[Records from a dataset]
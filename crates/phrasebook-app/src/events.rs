use std::sync::Arc;

use kanal::{AsyncReceiver, AsyncSender};
use phrasebook_core::preprocess::preprocessor;
use phrasebook_translator::{FlushOutcome, PhraseTranslator};
use tokio_util::sync::CancellationToken;

use crate::state::AppState;

pub mod session_end;
pub mod text_input;

use session_end::handle_session_end;
use text_input::handle_text_input;

#[derive(Debug, Clone)]
pub enum AppEvent {
    /// One line read from the input
    TextInput(String),
    /// Input stream closed
    EndOfInput,
    /// Ready for the next line
    AwaitingInput,
    ShowTranslation { text: String },
    /// Session over; `None` when saving unknown words failed or was disabled
    SessionClosed { outcome: Option<FlushOutcome> },
}

/// Session loop: translate lines until exit, end of input or cancellation,
/// then save the unknown words.
pub async fn event_loop(
    state: Arc<AppState>,
    mut translator: PhraseTranslator,
    ui_to_app_rx: AsyncReceiver<AppEvent>,
    app_to_ui_tx: AsyncSender<AppEvent>,
    cancel: CancellationToken,
) -> anyhow::Result<()> {
    let (session, preprocessor) = {
        let config = state.config.read().await;
        (
            config.session.clone(),
            preprocessor(config.dictionary.unicode_normalization),
        )
    };

    if let Err(e) = app_to_ui_tx.send(AppEvent::AwaitingInput).await {
        tracing::warn!("UI not listening: {}", e);
    }

    tracing::debug!("[EVENT_LOOP] Starting session loop");
    loop {
        let event = tokio::select! {
            event = ui_to_app_rx.recv() => event.ok(),
            _ = cancel.cancelled() => {
                tracing::info!("Session cancelled");
                None
            }
        };
        let Some(event) = event else {
            break;
        };

        match event {
            AppEvent::TextInput(text) => {
                let line = preprocessor.process(&text);
                if session.is_exit_word(&line) {
                    tracing::info!("Exit requested");
                    break;
                }
                if let Err(e) = handle_text_input(&line, &mut translator, &app_to_ui_tx).await {
                    tracing::error!("Failed to deliver translation, closing session: {}", e);
                    break;
                }
            }
            AppEvent::EndOfInput => {
                tracing::debug!("Input closed");
                break;
            }
            AppEvent::AwaitingInput
            | AppEvent::ShowTranslation { .. }
            | AppEvent::SessionClosed { .. } => {
                // UI-only events, ignore in backend
            }
        }
    }

    let outcome = handle_session_end(state, translator).await;
    if let Err(e) = app_to_ui_tx.send(AppEvent::SessionClosed { outcome }).await {
        tracing::warn!("UI gone before session close: {}", e);
    }

    Ok(())
}
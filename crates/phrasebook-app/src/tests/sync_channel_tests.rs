use std::time::Duration;

use tokio::time::timeout;

use crate::events::AppEvent;
use crate::io::forward_lines;

#[tokio::test]
async fn test_sync_thread_feeds_async_receiver() {
    let (tx, rx) = kanal::unbounded_async::<AppEvent>();
    let tx = tx.to_sync();

    let reader = std::thread::spawn(move || {
        tracing::debug!("Reader thread: forwarding lines");
        forward_lines("look forward\n".as_bytes(), &tx);
    });

    let first = timeout(Duration::from_secs(2), rx.recv()).await;
    match first {
        Ok(Ok(AppEvent::TextInput(text))) => assert_eq!(text, "look forward"),
        Ok(Ok(_)) => panic!("Wrong event type"),
        Ok(Err(e)) => panic!("Channel error: {}", e),
        Err(_) => panic!("Timeout - line never arrived"),
    }

    let second = timeout(Duration::from_secs(2), rx.recv()).await;
    assert!(matches!(second, Ok(Ok(AppEvent::EndOfInput))));

    reader.join().expect("reader thread panicked");
}

#[tokio::test]
async fn test_many_lines_keep_order() {
    let (tx, rx) = kanal::unbounded_async::<AppEvent>();
    let tx = tx.to_sync();

    let input: String = (0..100).map(|i| format!("line{}\n", i)).collect();
    std::thread::spawn(move || forward_lines(input.as_bytes(), &tx));

    let result = timeout(Duration::from_secs(2), async {
        for i in 0..100 {
            match rx.recv().await.expect("recv failed") {
                AppEvent::TextInput(text) => assert_eq!(text, format!("line{}", i)),
                other => panic!("unexpected event: {:?}", other),
            }
        }
    })
    .await;

    assert!(result.is_ok(), "Timeout waiting for lines!");
}
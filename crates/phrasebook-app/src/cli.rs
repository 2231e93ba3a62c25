use std::path::PathBuf;

use clap::Parser;
use phrasebook_config::Config;

/// Translate text phrase by phrase with a plain-text `phrase | translation` dictionary
#[derive(Parser, Debug)]
#[command(name = "phrasebook", version)]
pub struct Args {
    /// Dictionary file, one `phrase | translation` per line
    pub dictionary: Option<PathBuf>,

    /// Extra dictionaries merged on top of the main one
    #[arg(long = "extra", value_name = "PATH")]
    pub additional: Vec<PathBuf>,

    /// Where untranslated words are appended
    #[arg(long, value_name = "PATH")]
    pub unknown_words: Option<PathBuf>,

    /// JSON config profile
    #[arg(short, long, value_name = "PATH")]
    pub config: Option<PathBuf>,

    /// Write the effective config to PATH and exit
    #[arg(long, value_name = "PATH")]
    pub save_config: Option<PathBuf>,

    /// Do not save untranslated words
    #[arg(long)]
    pub no_unknown: bool,

    /// Fold full-width and compatibility characters (NFKC) before matching
    #[arg(long)]
    pub nfkc: bool,

    /// Log as JSON lines
    #[arg(long)]
    pub json_logs: bool,
}

impl Args {
    /// Command-line flags override the profile and environment
    pub fn apply(&self, mut config: Config) -> Config {
        if let Some(path) = &self.dictionary {
            config.dictionary.path = path.display().to_string();
        }
        config
            .dictionary
            .additional_paths
            .extend(self.additional.iter().map(|p| p.display().to_string()));
        if let Some(path) = &self.unknown_words {
            config.unknown_words.path = path.display().to_string();
        }
        if self.no_unknown {
            config.unknown_words.enabled = false;
        }
        if self.nfkc {
            config.dictionary.unicode_normalization = true;
        }
        if self.json_logs {
            config.json_logs = true;
        }
        config
    }
}
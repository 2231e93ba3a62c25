use unicode_normalization::UnicodeNormalization;

pub trait Preprocessor: Send + Sync {
    // Default strips line breaks only
    fn process(&self, text: &str) -> String {
        text.replace(['\n', '\r'], "")
    }
}

/// Leaves text as typed, minus line breaks
pub struct RawPreprocessor;
impl Preprocessor for RawPreprocessor {}

/// Folds compatibility forms (full-width latin, ligatures, ...) with NFKC
pub struct NfkcPreprocessor;
impl Preprocessor for NfkcPreprocessor {
    fn process(&self, text: &str) -> String {
        let text: String = text.nfkc().collect();
        text.replace(['\n', '\r'], "")
    }
}

/// Pick a preprocessor from the `unicode_normalization` switch
pub fn preprocessor(unicode_normalization: bool) -> Box<dyn Preprocessor> {
    if unicode_normalization {
        Box::new(NfkcPreprocessor)
    } else {
        Box::new(RawPreprocessor)
    }
}
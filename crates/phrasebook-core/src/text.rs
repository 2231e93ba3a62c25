//! Word-level text helpers shared by the loader and the translator.
//!
//! A character counts as part of a word when `char::is_alphanumeric` holds,
//! so letters and digits of any script are treated the same way.

/// A whitespace-delimited piece of input text
#[derive(Debug, Clone, PartialEq, Eq)]
pub struct Token {
    /// Raw form, punctuation included
    pub surface: String,
    /// Surface with leading/trailing punctuation stripped
    pub clean: String,
    /// Index of the token in its line
    pub position: usize,
}

impl Token {
    pub fn new(surface: &str, position: usize) -> Self {
        Self {
            surface: surface.to_string(),
            clean: clean_word(surface).to_string(),
            position,
        }
    }

    /// Lowercased clean form, the shape used for dictionary lookups
    pub fn key(&self) -> String {
        self.clean.to_lowercase()
    }

    /// True when the clean form is a plain word (letters/digits only)
    pub fn is_word(&self) -> bool {
        is_word(&self.clean)
    }

    pub fn trailing_punctuation(&self) -> &str {
        trailing_punctuation(&self.surface)
    }
}

/// Split text on runs of whitespace
pub fn tokenize(text: &str) -> Vec<Token> {
    text.split_whitespace()
        .enumerate()
        .map(|(position, surface)| Token::new(surface, position))
        .collect()
}

/// Strip leading and trailing non-alphanumeric runs, keeping interior punctuation.
///
/// `"\"hello,\""` becomes `hello`, `(привет)` becomes `привет`, `don't!` becomes `don't`.
pub fn clean_word(word: &str) -> &str {
    word.trim_matches(|c: char| !c.is_alphanumeric())
}

/// Maximal non-alphanumeric suffix of a raw token (possibly empty).
///
/// `window,` gives `,` and `hello!!` gives `!!`.
pub fn trailing_punctuation(token: &str) -> &str {
    let word_end = token
        .char_indices()
        .rev()
        .find(|(_, c)| c.is_alphanumeric())
        .map(|(idx, c)| idx + c.len_utf8())
        .unwrap_or(0);
    &token[word_end..]
}

/// Non-empty and made only of letters/digits
pub fn is_word(word: &str) -> bool {
    !word.is_empty() && word.chars().all(char::is_alphanumeric)
}

/// Normalize a dictionary phrase into its lookup key: trim, collapse
/// whitespace runs into one space, lowercase.
pub fn normalize_key(phrase: &str) -> String {
    phrase
        .split_whitespace()
        .collect::<Vec<_>>()
        .join(" ")
        .to_lowercase()
}

/// Number of words in a normalized key
pub fn word_count(key: &str) -> usize {
    key.split_whitespace().count()
}
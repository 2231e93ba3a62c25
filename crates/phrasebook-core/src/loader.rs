use std::fs::File;
use std::io::{BufRead, BufReader};
use std::path::Path;

use crate::dictionary::{LoadError, PhraseDictionary};
use crate::preprocess::{Preprocessor, RawPreprocessor};
use crate::text::normalize_key;

/// Load a dictionary file with default settings
pub fn load_dictionary(path: impl AsRef<Path>) -> Result<PhraseDictionary, LoadError> {
    PhraseLoader::new().load_from_file(path.as_ref())
}

/// Reads `phrase | translation` sources.
///
/// - blank lines and lines starting with `#` are skipped
/// - the first `|` splits phrase from translation, the translation may contain more
/// - the phrase goes through the preprocessor, then key normalization
pub struct PhraseLoader {
    preprocessor: Box<dyn Preprocessor>,
}

impl Default for PhraseLoader {
    fn default() -> Self {
        Self::new()
    }
}

impl PhraseLoader {
    pub fn new() -> Self {
        Self::with_preprocessor(Box::new(RawPreprocessor))
    }

    pub fn with_preprocessor(preprocessor: Box<dyn Preprocessor>) -> Self {
        Self { preprocessor }
    }

    /// Load dictionary from file path
    pub fn load_from_file(&self, path: &Path) -> Result<PhraseDictionary, LoadError> {
        tracing::info!("Loading phrase dictionary from file: {}", path.display());
        let file = File::open(path).map_err(|e| {
            LoadError::read(
                format!("failed to open dictionary \"{}\"", path.display()),
                e,
            )
        })?;
        self.load_from_reader(BufReader::new(file), &path.display().to_string())
    }

    /// Load dictionary text already in memory
    pub fn load_from_str(&self, text: &str) -> Result<PhraseDictionary, LoadError> {
        self.load_from_reader(text.as_bytes(), "<memory>")
    }

    /// Load from any line source; `source` only names it in messages
    pub fn load_from_reader(
        &self,
        reader: impl BufRead,
        source: &str,
    ) -> Result<PhraseDictionary, LoadError> {
        let mut dict = PhraseDictionary::default();

        for (idx, line) in reader.lines().enumerate() {
            let line = line.map_err(|e| {
                LoadError::read(format!("failed to read dictionary \"{source}\""), e)
            })?;

            let Some((key, translation)) = self.parse_line(&line, idx + 1)? else {
                continue;
            };
            if dict.insert(key, translation) {
                tracing::debug!("Line {} redefines an earlier phrase, last one wins", idx + 1);
            }
        }

        if dict.is_empty() {
            return Err(LoadError::no_entries());
        }

        tracing::info!("Loaded {} phrase entries from {}", dict.len(), source);
        Ok(dict)
    }

    fn parse_line(
        &self,
        line: &str,
        line_no: usize,
    ) -> Result<Option<(String, String)>, LoadError> {
        let trimmed = line.trim();
        if trimmed.is_empty() || trimmed.starts_with('#') {
            return Ok(None);
        }

        let (left, right) = trimmed
            .split_once('|')
            .ok_or_else(|| LoadError::missing_separator(line_no, line))?;

        let phrase = left.trim();
        let translation = right.trim();
        if phrase.is_empty() || translation.is_empty() {
            return Err(LoadError::empty_field(line_no, line));
        }

        let key = normalize_key(&self.preprocessor.process(phrase));
        if key.is_empty() {
            return Err(LoadError::empty_field(line_no, line));
        }

        Ok(Some((key, translation.to_string())))
    }
}
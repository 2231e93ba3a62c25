pub mod dictionary;
pub mod loader;
pub mod preprocess;
pub mod text;

pub use dictionary::{LoadError, PhraseDictionary, PhraseEntry};
pub use loader::{PhraseLoader, load_dictionary};
pub use preprocess::{NfkcPreprocessor, Preprocessor, RawPreprocessor};
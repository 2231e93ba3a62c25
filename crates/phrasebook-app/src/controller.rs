use std::sync::Arc;

use kanal::{AsyncReceiver, AsyncSender};
use phrasebook_translator::PhraseTranslator;
use tokio::task::JoinSet;
use tokio_util::sync::CancellationToken;

use crate::events::{AppEvent, event_loop};
use crate::io::spawn_stdin_reader;
use crate::state::AppState;
use crate::ui::ui_loop;

/// Centralized channel management
pub struct ChannelSet {
    pub app_to_ui: (AsyncSender<AppEvent>, AsyncReceiver<AppEvent>),
    pub ui_to_app: (AsyncSender<AppEvent>, AsyncReceiver<AppEvent>),
}

impl ChannelSet {
    pub fn new() -> Self {
        Self {
            app_to_ui: kanal::bounded_async(256), // pasted input bursts
            ui_to_app: kanal::bounded_async(64),
        }
    }
}

/// Application controller for task spawning and lifecycle
pub struct AppController {
    channels: ChannelSet,
    state: Arc<AppState>,
    cancel_token: CancellationToken,
}

impl AppController {
    pub fn new(state: Arc<AppState>) -> Self {
        Self {
            channels: ChannelSet::new(),
            state,
            cancel_token: CancellationToken::new(),
        }
    }

    pub fn spawn_tasks(
        &self,
        translator: PhraseTranslator,
        interactive: bool,
    ) -> anyhow::Result<JoinSet<anyhow::Result<()>>> {
        let mut tasks = JoinSet::new();

        // Session loop
        tasks.spawn(event_loop(
            self.state.clone(),
            translator,
            self.channels.ui_to_app.1.clone(),
            self.channels.app_to_ui.0.clone(),
            self.cancel_token.child_token(),
        ));

        // Output
        tasks.spawn(ui_loop(
            self.channels.app_to_ui.1.clone(),
            self.state.config.clone(),
            interactive,
            self.cancel_token.child_token(),
        ));

        // Input, detached: a blocked stdin read must not hold up shutdown
        spawn_stdin_reader(self.channels.ui_to_app.0.clone().to_sync())?;

        Ok(tasks)
    }

    pub fn shutdown(&self) {
        self.cancel_token.cancel();
    }
}
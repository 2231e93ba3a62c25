use std::future::Future;
use std::sync::Arc;

use clap::Parser;
use phrasebook_config::Config;
use phrasebook_translator::PhraseTranslator;
use tokio::signal;
use tracing_subscriber::EnvFilter;

pub mod cli;
pub mod controller;
pub mod dictionary;
pub mod events;
pub mod io;
pub mod profile;
pub mod state;
pub mod ui;

#[cfg(test)]
mod tests {
    mod session_tests;
    mod sync_channel_tests;
}

use self::cli::Args;
use self::controller::AppController;
use self::state::AppState;

#[tokio::main]
async fn main() -> anyhow::Result<()> {
    dotenvy::dotenv().ok();

    let args = Args::parse();
    let config = args.apply(profile::load_config(args.config.as_deref())?);
    init_tracing(&config);

    if let Some(path) = &args.save_config {
        return profile::save_config(&config, path);
    }

    tracing::info!("Loading dictionary from: {}", config.dictionary.path);
    let dictionary = dictionary::load_dictionaries(&config.dictionary)
        .inspect_err(|e| tracing::error!("Dictionary error: {e:#}"))?;

    let state = Arc::new(AppState::new(config, dictionary));

    // Shutdown future (Ctrl+C)
    let shutdown = async {
        if let Err(e) = signal::ctrl_c().await {
            tracing::error!("failed to listen for ctrl+c: {e}");
            std::future::pending::<()>().await;
        }
    };

    run(state, shutdown).await
}

fn init_tracing(config: &Config) {
    let filter = EnvFilter::try_from_default_env()
        .unwrap_or_else(|_| EnvFilter::new(&config.log_level));

    // stdout carries translations, logs go to stderr
    let builder = tracing_subscriber::fmt()
        .with_env_filter(filter)
        .with_writer(std::io::stderr);

    if config.json_logs {
        builder.json().init();
    } else {
        builder.init();
    }
}

pub async fn run(state: Arc<AppState>, shutdown: impl Future<Output = ()>) -> anyhow::Result<()> {
    let controller = AppController::new(state.clone());
    let translator = PhraseTranslator::new(state.dictionary.clone());
    let interactive = atty::is(atty::Stream::Stdin);

    if interactive {
        let config = state.config.read().await;
        println!(
            "Translator ready ({} entries). Type text to translate, {} to quit.",
            state.dictionary.len(),
            config.session.exit_words.join(" / ")
        );
    }

    let mut tasks = controller.spawn_tasks(translator, interactive)?;

    tokio::pin!(shutdown);
    let mut shutting_down = false;
    loop {
        tokio::select! {
            _ = &mut shutdown, if !shutting_down => {
                tracing::info!("Shutdown requested");
                shutting_down = true;
                controller.shutdown();
            }
            result = tasks.join_next() => {
                match result {
                    None => break,
                    Some(Ok(Ok(()))) => {}
                    Some(Ok(Err(e))) => {
                        tracing::error!("task exited: {e}");
                        controller.shutdown();
                    }
                    Some(Err(e)) => {
                        tracing::error!("task panicked: {e}");
                        controller.shutdown();
                    }
                }
            }
        }
    }

    Ok(())
}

#### [DIRECTIONS FOR THIS TASK]
The number of lines containing "when" is all that is wanted; tally them in the data.

#### [WRITTEN REPLY]
3